Only when we rest in God, are we sanctified.
“It is right that the seventh day should have been sanctified, since the special sanctification of every creature consists in resting in God.”(4) -St. Thomas Aquinas
We will be filled with His blessing and sanctification when we rest in God. The symbolism of the Sabbath as an eternal rest.
“Heaven, too, will be the fulfillment of that sabbath rest foretold in the command: ‘Be still and see that I am God.’ This, indeed, will be that ultimate sabbath that has no evening and that the Lord foreshadowed in the account of his creation: ‘And God rested on the seventh day from all his work that he had done. And he blessed the seventh day and sanctified it: because in it he had rested from all his work that God created and made.’ And we ourselves will be a ‘seventh day’ when we shall be filled with his blessing and remade by his sanctification. In the stillness of that rest we shall see that he is the God whose divinity we desired for ourselves when we listened to the seducer’s words, ‘You shall be as gods,’ and so fell away from him, the true God who would have given us a divinity by participation that could never be gained by desertion. For where did the doing without God end but in the undoing of man through the anger of God? Only when we are remade by God and perfected by a greater grace shall we have the eternal stillness of that rest in which we shall see that he is God.”(4) -St. Augustine
We are nothing without God. All we are is owed to God.

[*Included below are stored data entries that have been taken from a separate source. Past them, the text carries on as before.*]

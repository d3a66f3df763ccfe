//! Parser for the flat key/value rule-definition table.
//!
//! Every malformed entry is logged and ignored: a bad value never aborts the
//! parse, it only leaves the affected rule inert or the affected tunable at
//! its configured default.
use std::collections::BTreeMap;
use std::time::Duration;

use serde_json::Value;
use tracing::debug;
use tracing::warn;

use super::Rule;
use super::RuleSet;
use crate::cell_text;
use crate::constants::*;
use crate::RateQuota;
use crate::Table;

/// Global values read from the rule sheet. `None` means "keep the value from
/// configuration".
#[derive(Debug, Clone, Default, PartialEq)]
pub struct Tunables {
    pub sheet_name: Option<String>,
    pub refresh_interval: Option<Duration>,
    pub column_check_interval: Option<Duration>,
    pub completion_quota: Option<RateQuota>,
    pub source_quota: Option<RateQuota>,
    pub stats_enabled: bool,
    /// Unrecognised global keys, kept verbatim
    pub extras: BTreeMap<String, String>,
}

/// Result of one rule-sheet load
#[derive(Debug, Clone, Default)]
pub struct SheetSettings {
    pub tunables: Tunables,
    pub rules: RuleSet,
}

impl SheetSettings {
    pub fn parse(table: &Table) -> Self {
        let mut tunables = Tunables::default();
        let mut rules: BTreeMap<String, Rule> = BTreeMap::new();

        for (line, row) in table.iter().enumerate() {
            if row.len() < 2 {
                continue;
            }
            let key = match &row[0] {
                Value::String(k) => k.trim(),
                other => {
                    warn!(line, "settings key is not a string: {:?}", other);
                    continue;
                }
            };
            let Some(value) = cell_text(&row[1]) else {
                warn!(line, key, "settings value is not a scalar: {:?}", row[1]);
                continue;
            };

            if key.starts_with(RULE_KEY_PREFIX) {
                parse_rule_entry(&mut rules, key, &value);
            } else {
                parse_global_entry(&mut tunables, key, value);
            }
        }

        debug!(rules = rules.len(), "parsed rule sheet");
        Self {
            tunables,
            rules: RuleSet::new(rules.into_values()),
        }
    }
}

fn parse_global_entry(
    tunables: &mut Tunables,
    key: &str,
    value: String,
) {
    match key {
        SETTING_SHEET_NAME => {
            let name = value.trim();
            if name.is_empty() {
                warn!("{} is empty, keeping configured sheet name", key);
            } else {
                tunables.sheet_name = Some(name.to_string());
            }
        }
        SETTING_REFRESH_FREQUENCY => tunables.refresh_interval = parse_seconds(key, &value),
        SETTING_COLUMN_CHECK_FREQUENCY => {
            tunables.column_check_interval = parse_seconds(key, &value)
        }
        SETTING_COMPLETION_RATE_LIMIT => {
            tunables.completion_quota = parse_rate(key, &value).map(RateQuota::per_minute)
        }
        SETTING_SOURCE_RATE_LIMIT => {
            tunables.source_quota = parse_rate(key, &value).map(RateQuota::per_minute)
        }
        SETTING_STATS => match parse_bool(&value) {
            Some(enabled) => tunables.stats_enabled = enabled,
            None => warn!("{} is not a bool. It is '{}'", key, value),
        },
        _ => {
            tunables.extras.insert(key.to_string(), value);
        }
    }
}

fn parse_rule_entry(
    rules: &mut BTreeMap<String, Rule>,
    key: &str,
    value: &str,
) {
    let Some((name, prop)) = key.split_once('_') else {
        warn!(key, "rule key has no property suffix, ignored");
        return;
    };

    let rule = rules.entry(name.to_string()).or_insert_with(|| Rule {
        name: name.to_string(),
        ..Default::default()
    });

    match prop {
        RULE_PROP_TRIGGER_COL => {
            rule.trigger_columns = value.split(',').map(|c| c.trim().to_string()).collect();
        }
        RULE_PROP_SYSTEM_MESSAGE => rule.system_message = value.to_string(),
        RULE_PROP_USER_MESSAGE => rule.user_message = value.to_string(),
        RULE_PROP_TEMP => match value.trim().parse::<f32>() {
            Ok(t) if t.is_finite() => rule.temperature = t,
            _ => warn!(rule = name, "{} is not a float. It is '{}'", prop, value),
        },
        RULE_PROP_MAX_TOKENS => match value.trim().parse::<u32>() {
            Ok(n) => rule.max_tokens = n,
            Err(_) => warn!(rule = name, "{} is not an int. It is '{}'", prop, value),
        },
        RULE_PROP_PROMPT_COL_TO => rule.destination = value.trim().to_string(),
        _ => warn!(rule = name, "unknown rule property '{}', ignored", prop),
    }
}

fn parse_seconds(
    key: &str,
    value: &str,
) -> Option<Duration> {
    match value.trim().parse::<f64>().map(Duration::try_from_secs_f64) {
        Ok(Ok(d)) if !d.is_zero() => Some(d),
        _ => {
            warn!("{} is not a positive number of seconds. It is '{}'", key, value);
            None
        }
    }
}

fn parse_rate(
    key: &str,
    value: &str,
) -> Option<u32> {
    match value.trim().parse::<u32>() {
        Ok(n) if n > 0 => Some(n),
        _ => {
            warn!("{} is not a positive int. It is '{}'", key, value);
            None
        }
    }
}

/// Accepts the spellings a spreadsheet produces for booleans
fn parse_bool(value: &str) -> Option<bool> {
    match value.trim() {
        "1" | "t" | "T" | "true" | "True" | "TRUE" => Some(true),
        "0" | "f" | "F" | "false" | "False" | "FALSE" => Some(false),
        _ => None,
    }
}
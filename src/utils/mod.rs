pub(crate) mod async_task;

pub use async_task::spawn_task;

#[cfg(test)]
mod async_task_test;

“‘God took of the dust of the earth and fashioned man.’ In this world I have discovered the two affirmations that man is nothing and that man is great. If you consider nature alone, he is nothing and has no value; but if you regard the honor with which he has been treated, man is something great.”(4) -St. Gregory of Nyssa
We are members united in one body in Christ.
“If the union of Adam and Eve is a great mystery in Christ and in the church, it is certain that as Eve was bone of the bones of her husband and flesh of his flesh, we also are members of Christ’s body, bones of his bones and flesh of his flesh.”(4) -St. Ambrose
The Catechism of the Catholic Church states in paragraph 795:
Christ and his Church thus together make up the “whole Christ” (Christus totus). The Church is one with Christ. The saints are acutely aware of this unity:
“Let us rejoice then and give thanks that we have become not only Christians, but Christ himself. Do you understand and grasp, brethren, God’s grace toward us? Marvel and rejoice: we have become Christ. For if he is the head, we are the members; he and we together are the whole man…. The fullness of Christ then is the head and the members. But what does “head and members” mean? Christ and the Church.” (4) -St. Augustine
“Our redeemer has shown himself to be one person with the holy Church whom he has taken to himself.” (4) -St. Gregory the Great
Discussion: Do we grasp that we are truly the body of Christ? How do our lives show this to be evident?